New Model Of Artificial Intelligence For Theranostic (Diagnostic And Therapeutic) Purposes In Dry Eye
Published 2023 - 41st Congress of the ESCRS
Reference: FP26.11 | Type: Free paper | DOI: 10.82333/1st3-v114
Authors: Farhad Nejat* 1 , Shima Eghtedari 1
1ophthalmology,vision health research center,Tehran,Iran, Islamic Republic Of
Purpose
Dry eye Disease (DED) is a multifactorial issue and occurs when one or more of the three layers of a normal tear film including, aqueous fluid, mucus, and oily lipids are disrupted . Depending on the climate, DED can affect up to half of the population of a country and may soon become a worldwide concern in the field of ophthalmology . The prevalence of Dry Eye Disease (DED) has increased in the COVID-19 era, particularly in teenagers. 26-70% of Video display terminal (VDT) users have a high risk of DED due to a low rate of blinking. Our team aim to use Artificial intelligence (AI) for Diagnostic and treatment (Theranostic) of dry eye disease with a simple photo of phone's camera.
Setting
For this study, 1010 eye photos from 510 patients has been took with 2 different phones in resolution (minimum 12 MP and maximum 64 MP) from a fixed distance with flashlight on. They were annotated using the Open-CV python library and label-studio application with segmentation of the Iris and Sclera. 20 to 30 dots representing the edge between the eye and the lower eyelid, and three dots representing the perimeter of the iris.
Methods
In this study, we used U-Net architecture for semantic segmentation tasks. First, we trained a model used the dice coefficient as a loss function. Then we used the output of this model to crop the bottom part of the iris and lower eyelid. Finally, we used the cropped image to train another segmentation model with U-Net architecture. To find the center of light reflection in the middle of the pupil, we used the first U-Net model's output to find the iris and performed a thresholding function that returns the largest mask of the light reflection.
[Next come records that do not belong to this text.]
#[cfg(test)]
mod tests {
    use super::*;
    use orrery_engine::PerspectiveCamera;

    fn camera(position: Vec3) -> PerspectiveCamera {
        let mut cam = PerspectiveCamera::new(800.0, 600.0);
        cam.look_at(position, Vec3::ZERO);
        cam
    }

    #[test]
    fn starfield_fills_the_cube() {
        let mut rng = Rng::new(7);
        let stars = Starfield::generate(&mut rng, 2000);
        assert_eq!(stars.len(), 2000);
        for star in stars.iter() {
            assert!(star.pos.abs().max_element() <= STAR_EXTENT * 0.5);
            assert_eq!(star.color.a, STAR_OPACITY);
            // Hues between cyan and blue: blue is never the weakest channel.
            assert!(star.color.b >= star.color.r - 1e-5);
        }
    }

    #[test]
    fn starfield_is_seeded() {
        let a = Starfield::generate(&mut Rng::new(3), 10);
        let b = Starfield::generate(&mut Rng::new(3), 10);
        let c = Starfield::generate(&mut Rng::new(4), 10);
        assert_eq!(a.stars, b.stars);
        assert_ne!(a.stars, c.stars);
    }

    #[test]
    fn stars_draw_as_squares() {
        let stars = Starfield {
            stars: vec![
                Star { pos: Vec3::ZERO, color: VectorColor::WHITE },
                // Behind the camera.
                Star { pos: Vec3::new(0.0, 0.0, 900.0), color: VectorColor::WHITE },
            ],
        };
        let mut vectors = VectorState::with_capacity(1024);
        stars.draw(&mut vectors, &camera(Vec3::new(0.0, 0.0, 100.0)).projector(), Vec2::new(800.0, 600.0));
        vectors.finish();
        assert_eq!(vectors.vertex_count(), 6);
    }

    #[test]
    fn stars_shrink_with_distance() {
        let projector = camera(Vec3::new(0.0, 0.0, 100.0)).projector();
        let near = projector.project(Vec3::new(0.0, 0.0, 50.0)).unwrap();
        let mid = projector.project(Vec3::new(0.0, 0.0, -400.0)).unwrap();
        let far = projector.project(Vec3::new(0.0, 0.0, -900.0)).unwrap();

        let (near_px, mid_px, far_px) =
            (star_size_px(near.scale), star_size_px(mid.scale), star_size_px(far.scale));
        assert!(near_px >= mid_px && mid_px > far_px);
        assert_eq!(near_px, STAR_MAX_PX);
        assert!(far_px >= STAR_MIN_PX);
        assert_eq!(star_size_px(0.0), STAR_MIN_PX);
    }

    #[test]
    fn belt_spawns_unpickable_rocks_in_range() {
        let mut ctx = EngineContext::new();
        let mut rng = Rng::new(11);
        let belt = AsteroidBelt::spawn(&mut ctx, &mut rng, 300);
        assert_eq!(belt.len(), 300);
        assert_eq!(ctx.scene.count_tagged("asteroid"), 300);

        for rock in belt.iter() {
            let entity = ctx.scene.get(rock.entity).unwrap();
            assert!(!entity.pickable);
            let flat = Vec2::new(entity.pos.x, entity.pos.z).length();
            assert!((BELT_INNER - 1e-3..BELT_OUTER + 1e-3).contains(&flat), "{flat}");
            assert!(entity.pos.y.abs() <= BELT_THICKNESS * 0.5);
            assert!((0.5..1.0).contains(&entity.scale));
        }
    }

    #[test]
    fn belt_advance_moves_rocks() {
        let mut ctx = EngineContext::new();
        let mut belt = AsteroidBelt::spawn(&mut ctx, &mut Rng::new(5), 20);
        let before: Vec<Vec3> = belt.iter().map(|r| ctx.scene.get(r.entity).unwrap().pos).collect();

        belt.advance(&mut ctx.scene, 0.0);
        for (rock, pos) in belt.iter().zip(&before) {
            assert!((ctx.scene.get(rock.entity).unwrap().pos - *pos).length() < 1e-4);
        }

        belt.advance(&mut ctx.scene, 10.0);
        let moved = belt
            .iter()
            .zip(&before)
            .filter(|(r, p)| (ctx.scene.get(r.entity).unwrap().pos - **p).length() > 1e-3)
            .count();
        assert_eq!(moved, 20);
    }

    #[test]
    fn station_follows_its_host() {
        let mut ctx = EngineContext::new();
        let mut graph = TransformGraph::new();
        let host = ctx.next_id();
        ctx.scene.spawn(Entity::new(host));
        graph.register_with(host, LocalTransform::new().with_offset(Vec3::new(62.0, 0.0, 0.0)).with_scale(2.0));

        let mut station = Station::spawn(&mut ctx, &mut graph, host);
        graph.propagate(&mut ctx.scene);

        let group = ctx.scene.get(station.group).unwrap();
        assert!((group.pos - Vec3::new(62.0 + STATION_OFFSET * 2.0, 0.0, 0.0)).length() < 1e-4);
        assert!((group.scale - STATION_SCALE * 2.0).abs() < 1e-6);
        assert!(station.parts.iter().all(|p| ctx.scene.get(*p).unwrap().pickable));

        // A quarter turn swings the +X panel onto −Z.
        station.spin = Spin::new(std::f32::consts::FRAC_PI_2);
        station.advance(&mut graph, 1.0);
        graph.propagate(&mut ctx.scene);
        let panel = ctx.scene.get(station.parts[2]).unwrap();
        let rel = panel.pos - ctx.scene.get(station.group).unwrap().pos;
        assert!(rel.x.abs() < 1e-3);
        assert!(rel.z < 0.0);
    }

    #[test]
    fn ring_stays_in_the_equator() {
        for spin in [0.0f32, 0.7, 2.5, 5.9] {
            let n = ring_normal(Quat::from_rotation_y(spin), 0.4);
            assert!((n - Vec3::Y).length() < 1e-5);
        }
        // The tilt turns the ring within its own plane.
        let edge = ring_rotation(Quat::IDENTITY, 0.4) * Vec3::X;
        assert!(edge.y.abs() < 1e-6);
        assert!((edge.x - 0.4f32.cos()).abs() < 1e-5);
    }

    #[test]
    fn ring_splits_across_passes() {
        let planet = Entity::new(EntityId(1)).with_pos(Vec3::ZERO);
        let ring = RingDesc { inner: 14.0, outer: 28.0, tilt: 0.4, color: 0xD8C69A, opacity: 0.8, glow: true };
        let mut vectors = VectorState::with_capacity(65536);
        draw_ring(&mut vectors, &camera(Vec3::new(0.0, 60.0, 120.0)).projector(), &planet, &ring);
        vectors.finish();
        assert!(vectors.split() > 0);
        assert!(vectors.vertex_count() > vectors.split());
    }

    #[test]
    fn orbit_path_closed_from_above() {
        let path = OrbitPath::new(62.0, 0x0080FF);
        assert_eq!(path.points.len(), ORBIT_SEGMENTS);
        assert!(path.points.iter().all(|p| (p.length() - 62.0).abs() < 1e-3));

        let mut vectors = VectorState::with_capacity(65536);
        path.draw(&mut vectors, &camera(Vec3::new(0.0, 300.0, 0.0)).projector());
        vectors.finish();
        assert!(vectors.vertex_count() > 0);
    }

    #[test]
    fn orbit_path_partly_behind_camera_still_draws() {
        let path = OrbitPath::new(100.0, 0xFFD700);
        let mut vectors = VectorState::with_capacity(65536);
        // Camera sits on the circle, so part of it is behind the near plane.
        let mut cam = PerspectiveCamera::new(800.0, 600.0);
        cam.look_at(Vec3::new(100.0, 1.0, 0.0), Vec3::new(-100.0, 0.0, 0.0));
        path.draw(&mut vectors, &cam.projector());
        vectors.finish();
        assert!(vectors.vertex_count() > 0);
    }
}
Next, we use this point to draw a vertical line and find the interception point of the vertical line and the edge of the lower eyelid.
Results
After detecting the location of the tear meniscus, with the following steps: 1. Using a thresholding function to find the light reflection contours near the edge of the lower eyelid (there are multiple light reflections, but one of them is the tear meniscus) 2. We exclude the contours with an area under 0.128, heights more than 0.5 or less than 0.05, or contours in which more than half of their area is under the eyelid edge. 3. We select the closest contour to the interception point as the tear meniscus, we find the smallest rectangle surrounding the tear meniscus's contour (Figure 1). Dice coefficient was our criteria for authenticate this model and it reaches 96 %.
Conclusions
Finally, we calculate the Tear Meniscus Height (TMH) with a formula which considers the range of 10.2 to 13 mm for the human iris, we presume the size of the iris to be 11 mm, which results in a measurement error of 1.5 mm, which is acceptable. All the measured photos have been authenticated by an ophthalmologist and this model possesses 98 % of accurate diagnostic of TMH. Now our team is writing an application (can be use on phones) for grading and treating dry eye disease based on TMH and 5 questions about the patient's last week eye condition.